I understand the difference in a straight line will obviously be different but I am not talking about that. Ill try to rephrase my question better as I've seem to missed the mark.

If we take a steady state corner condition. So corner of x radius with y constant speed (Not accelerating) and we have a vehicle that is completely symmetric, same track width front and rear and CG in the very middle of the wheelbase and the roll stiffness is 0.5.

Then the lateral load transfer for the front wheels will be the same for the rear wheels.

If we have the same tyres then the slip angles of the tyres will be the same and the car will be said to have neutral steering.

But now if we increase the roll stiffness at the front by increasing the stiffness of the anti roll bar or by increasing the stiffness of the springs at the front, then we will have more load transfer at the front, and less load transfer at the rear.

This will cause the front slip angle to be greater and rear slip angle to be less and will cause the car to understeer.

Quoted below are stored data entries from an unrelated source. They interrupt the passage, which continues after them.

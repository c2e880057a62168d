//! Whole-file scan with no pruning: every record is visited and filtered.
//!
//! Degenerate but load-bearing: text catalogs carry no block directory,
//! so the region filter is the only thing between the file and the
//! caller. Also the reference behavior the pruning scanners must match
//! (pruning may only remove records this scan would have filtered out
//! anyway).

use starscan_coords::{Angle, Coor};

use crate::codec::{DecodeContext, RecordCodec};
use crate::error::{ScanError, ScanResult};
use crate::locate::ResourceLocator;
use crate::region::SkyRegion;
use crate::scan::{ResourceHandle, ScanCursor, StarScan};
use crate::star::CatalogStar;

pub struct SequentialScanner {
    catalog: &'static str,
    locator: ResourceLocator,
    data_file: String,
    codec: Box<dyn RecordCodec>,
    ceiling: Option<f64>,
    region: Option<SkyRegion>,
    handle: Option<ResourceHandle>,
    cursor: ScanCursor,
    buf: Vec<u8>,
}

impl SequentialScanner {
    pub fn new(
        catalog: &'static str,
        locator: ResourceLocator,
        data_file: impl Into<String>,
        codec: Box<dyn RecordCodec>,
    ) -> Self {
        Self {
            catalog,
            locator,
            data_file: data_file.into(),
            codec,
            ceiling: None,
            region: None,
            handle: None,
            cursor: ScanCursor::default(),
            buf: Vec::new(),
        }
    }

    pub fn set_magnitude_ceiling(&mut self, ceiling: Option<f64>) {
        self.ceiling = ceiling;
    }

    pub fn cursor(&self) -> ScanCursor {
        self.cursor
    }
}

impl StarScan for SequentialScanner {
    fn open(&mut self, center: Coor, field_of_view: Angle) -> ScanResult<()> {
        let path = self.locator.resolve(&self.data_file)?;
        self.handle = Some(ResourceHandle::open(path)?);
        self.region = Some(SkyRegion::new(center, field_of_view));
        self.cursor = ScanCursor::default();
        Ok(())
    }

    fn read_next(&mut self) -> ScanResult<Option<CatalogStar>> {
        let Some(region) = self.region else {
            return Err(ScanError::query_failed("scan is not open"));
        };
        let Some(handle) = self.handle.as_mut() else {
            return Err(ScanError::query_failed("scan is not open"));
        };
        if self.cursor.exhausted {
            return Ok(None);
        }

        loop {
            let more = match self.codec.record_len() {
                Some(len) => {
                    if self.buf.len() != len {
                        self.buf.resize(len, 0);
                    }
                    handle.read_record(&mut self.buf)?
                }
                None => handle.read_line_raw(&mut self.buf)?,
            };
            if !more {
                self.cursor.exhausted = true;
                return Ok(None);
            }

            let ordinal = self.cursor.ordinal;
            self.cursor.ordinal += 1;
            self.cursor.record += 1;

            if let Some(ceiling) = self.ceiling {
                if !self.codec.mag_precheck(&self.buf, ceiling) {
                    continue;
                }
            }

            let ctx = DecodeContext {
                record_ordinal: ordinal,
                ..DecodeContext::default()
            };
            let Some(star) = self.codec.decode(&self.buf, &ctx) else {
                log::debug!("{}: skipping malformed record {}", self.catalog, ordinal);
                continue;
            };
            if !region.contains(&star.coor) {
                continue;
            }
            if !star.passes_ceiling(self.ceiling) {
                continue;
            }
            return Ok(Some(star));
        }
    }

    fn close(&mut self) -> ScanResult<()> {
        self.handle = None;
        self.region = None;
        self.cursor = ScanCursor::default();
        Ok(())
    }
}
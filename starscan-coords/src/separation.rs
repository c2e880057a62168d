//! Great-circle angular separation and offsets.

use crate::angle::Angle;
use crate::coor::Coor;
use crate::errors::CoordResult;

/// Vincenty form of the angular separation, numerically stable at all
/// separations including antipodal and coincident points.
///
/// Takes presplit sines/cosines so callers that test one center against
/// many candidates pay the center's trig once.
#[inline]
pub fn vincenty_angular_separation(
    sin_lat1: f64,
    cos_lat1: f64,
    sin_lat2: f64,
    cos_lat2: f64,
    delta_lon: f64,
) -> f64 {
    let (sin_delta_lon, cos_delta_lon) = libm::sincos(delta_lon);

    let num = libm::sqrt(
        (cos_lat2 * sin_delta_lon).powi(2)
            + (cos_lat1 * sin_lat2 - sin_lat1 * cos_lat2 * cos_delta_lon).powi(2),
    );
    let den = sin_lat1 * sin_lat2 + cos_lat1 * cos_lat2 * cos_delta_lon;

    libm::atan2(num, den)
}

/// Angular separation between two sky positions.
#[inline]
pub fn angular_separation(a: &Coor, b: &Coor) -> Angle {
    let (sin_dec1, cos_dec1) = a.dec().sin_cos();
    let (sin_dec2, cos_dec2) = b.dec().sin_cos();
    let delta_ra = (b.ra() - a.ra()).radians();

    Angle::from_radians(vincenty_angular_separation(
        sin_dec1, cos_dec1, sin_dec2, cos_dec2, delta_ra,
    ))
}

/// Point reached by travelling `distance` from `origin` along the great
/// circle leaving it at position angle `bearing` (north through east,
/// i.e. toward increasing RA).
pub fn offset_by(origin: &Coor, bearing: Angle, distance: Angle) -> CoordResult<Coor> {
    let (sin_d, cos_d) = distance.sin_cos();
    let (sin_dec1, cos_dec1) = origin.dec().sin_cos();
    let (sin_b, cos_b) = bearing.sin_cos();

    let sin_dec2 = (sin_dec1 * cos_d + cos_dec1 * sin_d * cos_b).clamp(-1.0, 1.0);
    let dec2 = libm::asin(sin_dec2);
    let delta_ra = libm::atan2(sin_b * sin_d * cos_dec1, cos_d - sin_dec1 * sin_dec2);

    // asin can spill past +/-90 degrees by a rounding ulp once converted.
    let dec2_deg = Angle::from_radians(dec2).degrees().clamp(-90.0, 90.0);
    Coor::new(
        origin.ra() + Angle::from_radians(delta_ra),
        Angle::from_degrees(dec2_deg),
    )
}

#[cfg(test)]
mod tests {
    use super::*;

    fn sep_deg(ra1: f64, dec1: f64, ra2: f64, dec2: f64) -> f64 {
        let a = Coor::from_degrees(ra1, dec1).unwrap();
        let b = Coor::from_degrees(ra2, dec2).unwrap();
        angular_separation(&a, &b).degrees()
    }

    #[test]
    fn test_same_point() {
        assert!(sep_deg(10.0, 20.0, 10.0, 20.0).abs() < 1e-12);
    }

    #[test]
    fn test_quarter_turn() {
        assert!((sep_deg(0.0, 0.0, 90.0, 0.0) - 90.0).abs() < 1e-10);
        assert!((sep_deg(0.0, 90.0, 0.0, 0.0) - 90.0).abs() < 1e-10);
    }

    #[test]
    fn test_antipodes() {
        assert!((sep_deg(0.0, 0.0, 180.0, 0.0) - 180.0).abs() < 1e-10);
    }

    #[test]
    fn test_wraparound_seam() {
        // 2 degrees apart straddling RA = 0
        assert!((sep_deg(359.0, 0.0, 1.0, 0.0) - 2.0).abs() < 1e-10);
    }

    #[test]
    fn test_symmetry() {
        let ab = sep_deg(10.0, 30.0, 40.0, -20.0);
        let ba = sep_deg(40.0, -20.0, 10.0, 30.0);
        assert!((ab - ba).abs() < 1e-12);
    }

    #[test]
    fn test_small_separation_precision() {
        // One arcsecond apart on the equator; haversine-class formulas
        // lose digits here, the Vincenty form does not.
        let one_arcsec_deg = 1.0 / 3600.0;
        let d = sep_deg(0.0, 0.0, one_arcsec_deg, 0.0);
        assert!((d - one_arcsec_deg).abs() < 1e-15);
    }

    #[test]
    fn test_offset_north_and_east() {
        let origin = Coor::from_degrees(10.0, 20.0).unwrap();

        let north = offset_by(&origin, Angle::from_degrees(0.0), Angle::from_degrees(5.0)).unwrap();
        assert!((north.ra().degrees() - 10.0).abs() < 1e-9);
        assert!((north.dec().degrees() - 25.0).abs() < 1e-9);

        // Due east from the equator stays on the equator.
        let eq = Coor::from_degrees(0.0, 0.0).unwrap();
        let east = offset_by(&eq, Angle::from_degrees(90.0), Angle::from_degrees(5.0)).unwrap();
        assert!((east.ra().degrees() - 5.0).abs() < 1e-9);
        assert!(east.dec().degrees().abs() < 1e-9);
    }

    #[test]
    fn test_offset_distance_is_preserved() {
        let origin = Coor::from_degrees(200.0, 75.0).unwrap();
        for bearing_deg in [0.0, 37.0, 90.0, 180.0, 271.5] {
            let p = offset_by(
                &origin,
                Angle::from_degrees(bearing_deg),
                Angle::from_degrees(3.0),
            )
            .unwrap();
            let d = angular_separation(&origin, &p).degrees();
            assert!((d - 3.0).abs() < 1e-9, "bearing {bearing_deg}: {d}");
        }
    }

    #[test]
    fn test_offset_through_pole() {
        // 2 degrees north from dec 89: lands at dec 89 on the far side.
        let origin = Coor::from_degrees(0.0, 89.0).unwrap();
        let p = offset_by(&origin, Angle::from_degrees(0.0), Angle::from_degrees(2.0)).unwrap();
        assert!((p.dec().degrees() - 89.0).abs() < 1e-9);
        assert!((p.ra().degrees() - 180.0).abs() < 1e-9);
    }
}
//! Multi-file zone scan: one file per declination zone, each file carved
//! into RA chunks by in-band headers.
//!
//! Zone file layout (big-endian):
//!
//! | Bytes | Field                     |
//! |-------|---------------------------|
//! | 0..4  | magic `UZNE`              |
//! | 4..6  | format version, currently 1 |
//! | 6..8  | zone code                 |
//! | 8..12 | chunk count               |
//! | 12..16| reserved                  |
//!
//! Chunks follow back to back, each introduced by a 12-byte header:
//! starting record number (u32), record count (u32), flags (u16),
//! reserved (u16), then `count` fixed-width records. Chunk `k` of a file
//! with `n` chunks covers RA `[k*360/n, (k+1)*360/n]`; the flags word's
//! low bit marks chunks holding records that stray past the zone's
//! declination edges, which widens the chunk's pruning rectangle.
//!
//! The starting record number must equal the running record total of the
//! file. Every bulk skip is seek arithmetic, so a header that breaks the
//! sequence means the arithmetic (or the file) is wrong and the scan
//! aborts rather than serving records from misaligned offsets.
//!
//! At most one zone file is open at any moment. Moving on requires the
//! next file to be confirmed resolvable first, then the current handle
//! closes, then the next opens; a missing volume therefore leaves the
//! scan positioned to retry once the caller mounts the volume and calls
//! `read_next` again.

use byteorder::{BigEndian, ByteOrder};

use starscan_coords::{Angle, Coor};

use crate::codec::{DecodeContext, RecordCodec};
use crate::error::{ScanError, ScanResult};
use crate::locate::ResourceLocator;
use crate::region::{SkyRect, SkyRegion};
use crate::scan::{ResourceHandle, ScanCursor, StarScan};
use crate::star::CatalogStar;

const FILE_MAGIC: &[u8; 4] = b"UZNE";
const FILE_VERSION: u16 = 1;
const FILE_HEADER_LEN: usize = 16;
const CHUNK_HEADER_LEN: usize = 12;

/// Chunk flag: records stray past the zone's declination edges.
pub const FLAG_DEC_STRAYS: u16 = 0x0001;
/// How far strays may sit outside their zone, degrees.
pub const STRAY_MARGIN_DEG: f64 = 0.1;

/// One zone file of a multi-file catalog.
#[derive(Debug, Clone)]
pub struct ZoneSpec {
    /// File name, resolved through the locator's search bases.
    pub name: String,
    /// Catalog-native zone identifier; the file header must agree.
    pub zone_code: u32,
    pub dec_min: f64,
    pub dec_max: f64,
    /// Volume the file ships on, for catalogs spanning several discs.
    pub disc: Option<u8>,
}

struct ChunkState {
    record_count: u64,
    records_done: u64,
}

struct FileState {
    zone_idx: usize,
    chunk_count: u32,
    chunks_done: u32,
    chunk: Option<ChunkState>,
    /// Running record total, checked against every chunk header.
    records_seen: u64,
}

impl FileState {
    fn finished(&self) -> bool {
        self.chunk.is_none() && self.chunks_done == self.chunk_count
    }
}

pub struct ChunkedMultiFileScanner {
    catalog: &'static str,
    locator: ResourceLocator,
    zones: Vec<ZoneSpec>,
    codec: Box<dyn RecordCodec>,
    record_len: usize,
    ceiling: Option<f64>,
    region: Option<SkyRegion>,
    /// Zone indexes overlapping the region, in catalog order.
    selected: Vec<usize>,
    /// Position in `selected`: the file being scanned, or the one the
    /// scan is trying to open.
    file_pos: usize,
    handle: Option<ResourceHandle>,
    file: Option<FileState>,
    cursor: ScanCursor,
    buf: Vec<u8>,
}

impl ChunkedMultiFileScanner {
    pub fn new(
        catalog: &'static str,
        locator: ResourceLocator,
        zones: Vec<ZoneSpec>,
        codec: Box<dyn RecordCodec>,
    ) -> Self {
        Self {
            catalog,
            locator,
            zones,
            codec,
            record_len: 0,
            ceiling: None,
            region: None,
            selected: Vec::new(),
            file_pos: 0,
            handle: None,
            file: None,
            cursor: ScanCursor::default(),
            buf: Vec::new(),
        }
    }

    pub fn set_magnitude_ceiling(&mut self, ceiling: Option<f64>) {
        self.ceiling = ceiling;
    }

    pub fn cursor(&self) -> ScanCursor {
        self.cursor
    }

    /// Adds a search base, typically the mount point of a volume the
    /// caller inserted after a `VolumeNotPresent` error.
    pub fn add_search_base(&mut self, base: impl Into<std::path::PathBuf>) {
        self.locator.add_base(base);
    }

    /// Confirms the file at `file_pos` is resolvable, then swaps handles.
    /// On a resolve failure nothing is touched, so the caller can mount
    /// the missing volume and drive the scan again.
    fn advance_file(&mut self) -> ScanResult<()> {
        let zone_idx = self.selected[self.file_pos];
        let zone = &self.zones[zone_idx];
        let path = match zone.disc {
            Some(disc) => self
                .locator
                .resolve_volume(self.catalog, disc as u32, &zone.name)?,
            None => self.locator.resolve(&zone.name)?,
        };

        self.handle = None;
        self.file = None;
        let mut handle = ResourceHandle::open(path)?;
        let chunk_count = read_zone_header(&mut handle, self.catalog, zone)?;
        log::debug!(
            "{}: scanning {} ({} chunks)",
            self.catalog,
            zone.name,
            chunk_count
        );

        self.handle = Some(handle);
        self.file = Some(FileState {
            zone_idx,
            chunk_count,
            chunks_done: 0,
            chunk: None,
            records_seen: 0,
        });
        self.cursor.block = self.file_pos;
        self.cursor.record = 0;
        Ok(())
    }

    /// Advances by one unit: a chunk header, a bulk skip, or one record.
    fn step(&mut self, region: &SkyRegion) -> ScanResult<Option<CatalogStar>> {
        let record_len = self.record_len;
        let Some(handle) = self.handle.as_mut() else {
            return Err(ScanError::query_failed("scan is not open"));
        };
        let Some(file) = self.file.as_mut() else {
            return Err(ScanError::query_failed("scan is not open"));
        };
        let zone = &self.zones[file.zone_idx];

        let Some(chunk) = file.chunk.as_mut() else {
            let mut header = [0u8; CHUNK_HEADER_LEN];
            read_struct(handle, &mut header, self.catalog, "chunk header")?;
            let first_record = BigEndian::read_u32(&header[0..4]) as u64;
            let record_count = BigEndian::read_u32(&header[4..8]) as u64;
            let flags = BigEndian::read_u16(&header[8..10]);

            if first_record != file.records_seen {
                return Err(ScanError::corrupt_catalog(
                    self.catalog,
                    format!(
                        "chunk {} of {} starts at record {}, expected {}",
                        file.chunks_done, zone.name, first_record, file.records_seen
                    ),
                ));
            }

            let width = 360.0 / file.chunk_count as f64;
            let k = file.chunks_done as f64;
            let mut rect = SkyRect::new(k * width, (k + 1.0) * width, zone.dec_min, zone.dec_max);
            if flags & FLAG_DEC_STRAYS != 0 {
                rect = rect.widened_dec(STRAY_MARGIN_DEG);
            }

            if region.overlaps(&rect) {
                file.chunk = Some(ChunkState {
                    record_count,
                    records_done: 0,
                });
            } else {
                log::debug!(
                    "{}: skipping chunk {} of {} ({} records)",
                    self.catalog,
                    file.chunks_done,
                    zone.name,
                    record_count
                );
                handle.skip(record_count * record_len as u64)?;
                file.records_seen += record_count;
                file.chunks_done += 1;
            }
            return Ok(None);
        };

        if chunk.records_done == chunk.record_count {
            file.chunk = None;
            file.chunks_done += 1;
            return Ok(None);
        }

        if self.buf.len() != record_len {
            self.buf.resize(record_len, 0);
        }
        read_struct(handle, &mut self.buf, self.catalog, "record")?;
        let ordinal = file.records_seen;
        file.records_seen += 1;
        chunk.records_done += 1;
        self.cursor.record += 1;
        self.cursor.ordinal += 1;

        if let Some(ceiling) = self.ceiling {
            if !self.codec.mag_precheck(&self.buf, ceiling) {
                return Ok(None);
            }
        }
        let ctx = DecodeContext {
            block_id: zone.zone_code,
            record_ordinal: ordinal,
            ..DecodeContext::default()
        };
        let Some(star) = self.codec.decode(&self.buf, &ctx) else {
            log::debug!(
                "{}: skipping malformed record {} of {}",
                self.catalog,
                ordinal,
                zone.name
            );
            return Ok(None);
        };
        if !region.contains(&star.coor) {
            return Ok(None);
        }
        if !star.passes_ceiling(self.ceiling) {
            return Ok(None);
        }
        Ok(Some(star))
    }
}

impl StarScan for ChunkedMultiFileScanner {
    fn open(&mut self, center: Coor, field_of_view: Angle) -> ScanResult<()> {
        let Some(record_len) = self.codec.record_len() else {
            return Err(ScanError::query_failed(
                "chunked catalogs require fixed-width records",
            ));
        };
        self.record_len = record_len;

        let region = SkyRegion::new(center, field_of_view);
        // Coarse file-level prune on the zone's declination band. The
        // band is widened by the stray margin so flagged chunks cannot
        // be lost to a near-miss at the file level.
        self.selected = self
            .zones
            .iter()
            .enumerate()
            .filter(|(_, zone)| {
                let band = SkyRect::full_ra_band(zone.dec_min, zone.dec_max)
                    .widened_dec(STRAY_MARGIN_DEG);
                region.overlaps(&band)
            })
            .map(|(idx, _)| idx)
            .collect();
        log::debug!(
            "{}: {} of {} zone files selected",
            self.catalog,
            self.selected.len(),
            self.zones.len()
        );

        self.region = Some(region);
        self.file_pos = 0;
        self.handle = None;
        self.file = None;
        self.cursor = ScanCursor::default();
        Ok(())
    }

    fn read_next(&mut self) -> ScanResult<Option<CatalogStar>> {
        let Some(region) = self.region else {
            return Err(ScanError::query_failed("scan is not open"));
        };
        loop {
            if self.cursor.exhausted {
                return Ok(None);
            }
            // No file being scanned: open the one at file_pos. Covers the
            // first file, the file after a finished one, and the retry of
            // a file whose volume was missing.
            if self.handle.is_none() || self.file.is_none() {
                if self.file_pos >= self.selected.len() {
                    self.handle = None;
                    self.cursor.exhausted = true;
                    return Ok(None);
                }
                self.advance_file()?;
                continue;
            }
            if self.file.as_ref().is_some_and(FileState::finished) {
                // Drop only the per-file state; the handle stays open
                // until its successor is confirmed resolvable.
                self.file = None;
                self.file_pos += 1;
                continue;
            }
            if let Some(star) = self.step(&region)? {
                return Ok(Some(star));
            }
        }
    }

    fn close(&mut self) -> ScanResult<()> {
        self.handle = None;
        self.file = None;
        self.region = None;
        self.selected.clear();
        self.file_pos = 0;
        self.cursor = ScanCursor::default();
        Ok(())
    }
}

fn read_struct(
    handle: &mut ResourceHandle,
    buf: &mut [u8],
    catalog: &'static str,
    what: &str,
) -> ScanResult<()> {
    handle.read_exact_buf(buf).map_err(|err| match err {
        ScanError::Io(e) if e.kind() == std::io::ErrorKind::UnexpectedEof => {
            ScanError::corrupt_catalog(catalog, format!("{what} truncated"))
        }
        other => other,
    })
}

fn read_zone_header(
    handle: &mut ResourceHandle,
    catalog: &'static str,
    zone: &ZoneSpec,
) -> ScanResult<u32> {
    let mut header = [0u8; FILE_HEADER_LEN];
    read_struct(handle, &mut header, catalog, "zone file header")?;
    if &header[0..4] != FILE_MAGIC {
        return Err(ScanError::corrupt_catalog(
            catalog,
            format!("bad magic in {}", zone.name),
        ));
    }
    let version = BigEndian::read_u16(&header[4..6]);
    if version != FILE_VERSION {
        return Err(ScanError::corrupt_catalog(
            catalog,
            format!("unsupported version {version} in {}", zone.name),
        ));
    }
    let zone_code = BigEndian::read_u16(&header[6..8]) as u32;
    if zone_code != zone.zone_code {
        return Err(ScanError::corrupt_catalog(
            catalog,
            format!(
                "{} claims zone {zone_code}, expected {}",
                zone.name, zone.zone_code
            ),
        ));
    }
    Ok(BigEndian::read_u32(&header[8..12]))
}
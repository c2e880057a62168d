//! Sky position value type.

use crate::angle::Angle;
use crate::errors::{CoordError, CoordResult};
use crate::separation::angular_separation;

#[cfg(feature = "serde")]
use serde::{Deserialize, Serialize};

/// How well a catalog position is known.
///
/// Printed star catalogs flag rows whose astrometry is suspect; the flag
/// survives into query results so callers can weigh matches accordingly.
#[derive(Copy, Clone, Debug, Default, PartialEq, Eq)]
#[cfg_attr(feature = "serde", derive(Serialize, Deserialize))]
pub enum Accuracy {
    /// Position is good to the catalog's nominal precision.
    #[default]
    Precise,
    /// Catalog marks the position as approximate or suspect.
    Uncertain,
}

/// A right ascension / declination pair on the celestial sphere.
///
/// Construction validates: declination must lie in [-90, +90] degrees,
/// right ascension is cyclic and normalizes to [0, 360).
#[derive(Debug, Clone, Copy, PartialEq)]
#[cfg_attr(feature = "serde", derive(Serialize, Deserialize))]
pub struct Coor {
    ra: Angle,
    dec: Angle,
    accuracy: Accuracy,
}

impl Coor {
    pub fn new(ra: Angle, dec: Angle) -> CoordResult<Self> {
        if !ra.is_finite() {
            return Err(CoordError::not_finite("right ascension"));
        }
        if !dec.is_finite() {
            return Err(CoordError::not_finite("declination"));
        }
        if dec.degrees() < -90.0 || dec.degrees() > 90.0 {
            return Err(CoordError::out_of_range(
                "declination",
                dec.degrees(),
                -90.0,
                90.0,
            ));
        }

        Ok(Self {
            ra: ra.normalized(),
            dec,
            accuracy: Accuracy::Precise,
        })
    }

    pub fn from_degrees(ra_deg: f64, dec_deg: f64) -> CoordResult<Self> {
        Self::new(Angle::from_degrees(ra_deg), Angle::from_degrees(dec_deg))
    }

    pub fn from_hours_degrees(ra_hours: f64, dec_deg: f64) -> CoordResult<Self> {
        Self::new(Angle::from_hours(ra_hours), Angle::from_degrees(dec_deg))
    }

    /// Tags the position with an accuracy classification.
    pub fn with_accuracy(mut self, accuracy: Accuracy) -> Self {
        self.accuracy = accuracy;
        self
    }

    pub fn ra(&self) -> Angle {
        self.ra
    }

    pub fn dec(&self) -> Angle {
        self.dec
    }

    pub fn accuracy(&self) -> Accuracy {
        self.accuracy
    }

    pub fn is_uncertain(&self) -> bool {
        self.accuracy == Accuracy::Uncertain
    }

    /// Great-circle distance to another position.
    pub fn separation(&self, other: &Self) -> Angle {
        angular_separation(self, other)
    }

    /// True within one degree of either celestial pole.
    ///
    /// Near the poles an RA interval stops being a useful bound (all
    /// right ascensions converge), so spatial pruning falls back to
    /// declination-only tests there.
    pub fn is_near_pole(&self) -> bool {
        self.dec.abs().degrees() > 89.0
    }

    /// Direction cosines (x toward RA=0 on the equator, z toward the
    /// north celestial pole).
    pub fn unit_vector(&self) -> [f64; 3] {
        let (sin_dec, cos_dec) = self.dec.sin_cos();
        let (sin_ra, cos_ra) = self.ra.sin_cos();

        [cos_dec * cos_ra, cos_dec * sin_ra, sin_dec]
    }

    /// Rebuilds a position from direction cosines.
    pub fn from_unit_vector(v: [f64; 3]) -> CoordResult<Self> {
        let r = libm::sqrt(v[0] * v[0] + v[1] * v[1] + v[2] * v[2]);
        if r == 0.0 {
            return Err(CoordError::out_of_range("unit vector norm", 0.0, 0.0, 1.0));
        }

        let (x, y, z) = (v[0] / r, v[1] / r, v[2] / r);
        let d2 = x * x + y * y;
        let ra = if d2 == 0.0 { 0.0 } else { libm::atan2(y, x) };
        let dec = if z == 0.0 {
            0.0
        } else {
            libm::atan2(z, libm::sqrt(d2))
        };

        Self::new(Angle::from_radians(ra), Angle::from_radians(dec))
    }
}

impl std::fmt::Display for Coor {
    fn fmt(&self, f: &mut std::fmt::Formatter<'_>) -> std::fmt::Result {
        write!(
            f,
            "RA={:.6}°, Dec={:.6}°",
            self.ra.degrees(),
            self.dec.degrees()
        )?;

        if self.accuracy == Accuracy::Uncertain {
            write!(f, " (uncertain)")?;
        }

        Ok(())
    }
}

Now... My question is, if we raised the front roll center to the CG height then in this steady state corning condition the rear springs wont get to compress at all because the front suspension setup wont let the car roll at all.
This would cause a massive load transfer at the front and relatively little load transfer at the rear correct?

 

[NormPeterson]

Absence of roll due to making the roll moment arm equal to zero is not the same thing as making the roll zero via infinite roll stiffness. The first item addresses whether a roll moment is even going to exist, the second defines how much roll will be caused if the roll moment is nonzero.

If you only move the front RC up to CG height, while leaving the rear RC at whatever presumably lower height it's starting out at, you will still have some roll, which will divide its lateral load transfer effect according to the relative roll stiffnesses.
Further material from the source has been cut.